I made a beeline for the expo floor after I ate a sandwich that was too expensive but readily available. One of the first people I met was a Benedictine priest. What was he doing at a tech conference? God only knows. I should also mention that attractive women were typical staffers at the well-attended booths. Vendors absolutely must have a stable of attractive-looking employees staffing their booths at trade shows, along with copious amounts of free pens and candy, to have any hope of getting attendees to stop by long enough to hear a sales pitch. The only booth that had none of those things was a booth for
the human resource community staffed by two frumpy old maids with no candy, pens, electronic displays, or even personality. It was times like these that reminded me just how my utterly worthless bachelor's degree in HR from
Notre Dame was the single biggest mistake I had ever made in my life.

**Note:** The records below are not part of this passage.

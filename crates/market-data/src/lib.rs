//! Quotefeed Market Data Crate
//!
//! This crate answers "what is the current price of X" for batches of
//! ticker-like symbols by routing them to upstream quote providers.
//!
//! # Overview
//!
//! - Symbol parsing and validation (`MARKET:SHORT` notation)
//! - Provider selection by market code, with per-asset-type default routes
//! - One batched call per provider, all providers queried concurrently
//! - Shared TTL cache with a shorter lifetime for unresolvable symbols
//! - Minor-unit currency normalization (GBp -> GBP)
//! - Partial-failure reporting per provider
//!
//! # Architecture
//!
//! ```text
//! +------------------+
//! |  QuoteAggregator |  get_quotes(symbols, asset_type)
//! +------------------+
//!     |         |         \
//!     v         v          v
//! +--------+ +----------+ +------------+
//! |resolver| | registry | | QuoteCache |
//! +--------+ +----------+ +------------+
//!               |
//!               v
//!        +---------------+
//!        | QuoteProvider |  (Yahoo, Binance, Coinbase, CME, Fixer)
//!        +---------------+
//! ```
//!
//! # Core Types
//!
//! - [`Asset`] - Uniform quote record (`symbol`, `price`, `currency`)
//! - [`AssetType`] - Closed set of asset classes
//! - [`SymbolParts`] - Parsed market code and short symbol
//! - [`QuoteBatch`] - Quotes plus per-provider failures for one request
//! - [`QuoteError`] - Error taxonomy shared by all components

pub mod aggregator;
pub mod cache;
pub mod currency;
pub mod errors;
pub mod models;
pub mod provider;
pub mod registry;
pub mod resolver;

// Re-export all public types from models
pub use models::{Asset, AssetType, ProviderId, SymbolParts};

pub use errors::QuoteError;

pub use resolver::{is_valid_isin, is_valid_mic, normalize_symbol, parse_symbol};

// Re-export provider types
pub use provider::binance::BinanceProvider;
pub use provider::cme::CmeProvider;
pub use provider::coinbase::CoinbaseProvider;
pub use provider::fixer::FixerProvider;
pub use provider::yahoo::YahooProvider;
pub use provider::{ProviderCapabilities, QuoteProvider};

// Re-export registry types
pub use registry::{DefaultRoute, DefaultRoutes, MarketConflict, ProviderRegistry, RouteSlot};

pub use cache::{CacheStats, CacheTtl, QuoteCache};

pub use aggregator::{BatchStats, FailurePolicy, ProviderFailure, QuoteAggregator, QuoteBatch};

I'm only grateful that I made this mistake early in my career so that I never had the misfortune to work with frumpy old maids in HR. I gravitated to finance, where the women are much hotter.
Speaking of hot, the hottest booth at the show belonged to
Spigit. These guys went nuts with a mascot dressed like a giant green eraser and a display case full of cold, hard cash (my favorite thing in the world besides booze and chicks). Photographic proof is below.
In case you need a reminder, the remarkably handsome fellow giving the thumbs up with the Spigit mascot is yours truly,
Tony Alfidi. I know how to party. I party like a rock star with giant green erasers.
The vendors I liked most were
ionGrid for their Nexus secure document access platform,
Actiance for their apps that enable financial services compliance departments to review social media content,
Bunchball for their gamefication (another new term to learn!) of social media usage, and
NationalField for their recap of how social media plugged into KM played a role in the 2008 presidential election. The seminar (okay, it was really a disguised product pitch session) from Bunchball's Steve Patrizi revealed that tapping basic human motivators for achievement, status, and rewards can incentivize social media users. I had no idea that LinkedIn's profile completion progress bar was the single most important factor driving users to adopt that platform. I came away convinced that simple blog widgets that incorporate game mechanics can help build a blog following. I'm going to test that theory ASAP.
I noticed that many of the vendors' platforms looked a whole lot like some melding of Facebook and Microsoft SharePoint. That's the whole point. Collaboration tools like Facebook's walls and news feeds motivate people to find and share the work products displayed in SharePoint. How about that. The products all seemed to be plug-and-play solutions that could easily be grafted onto an existing enterprise-wide IT architecture, irrespective of whether the host is an all-encompassing behemoth like SAP or a mix of smaller tools.
Thanks Enterprise 2.0! I couldn't make it back for the Wednesday sessions but what I learned Tuesday made it worth my while. I want
UBM TechWeb to invite me to be a keynote speaker next year. I promise I'll make the experience memorable. ;-)
Full disclosure, 08/11/2015: I edited this article to remove several sentences and one photo that were irrelevant to the content of the event. The removed content did not add value to my discussion. My editing streamlined the paragraph that mentioned the priest and the HR community.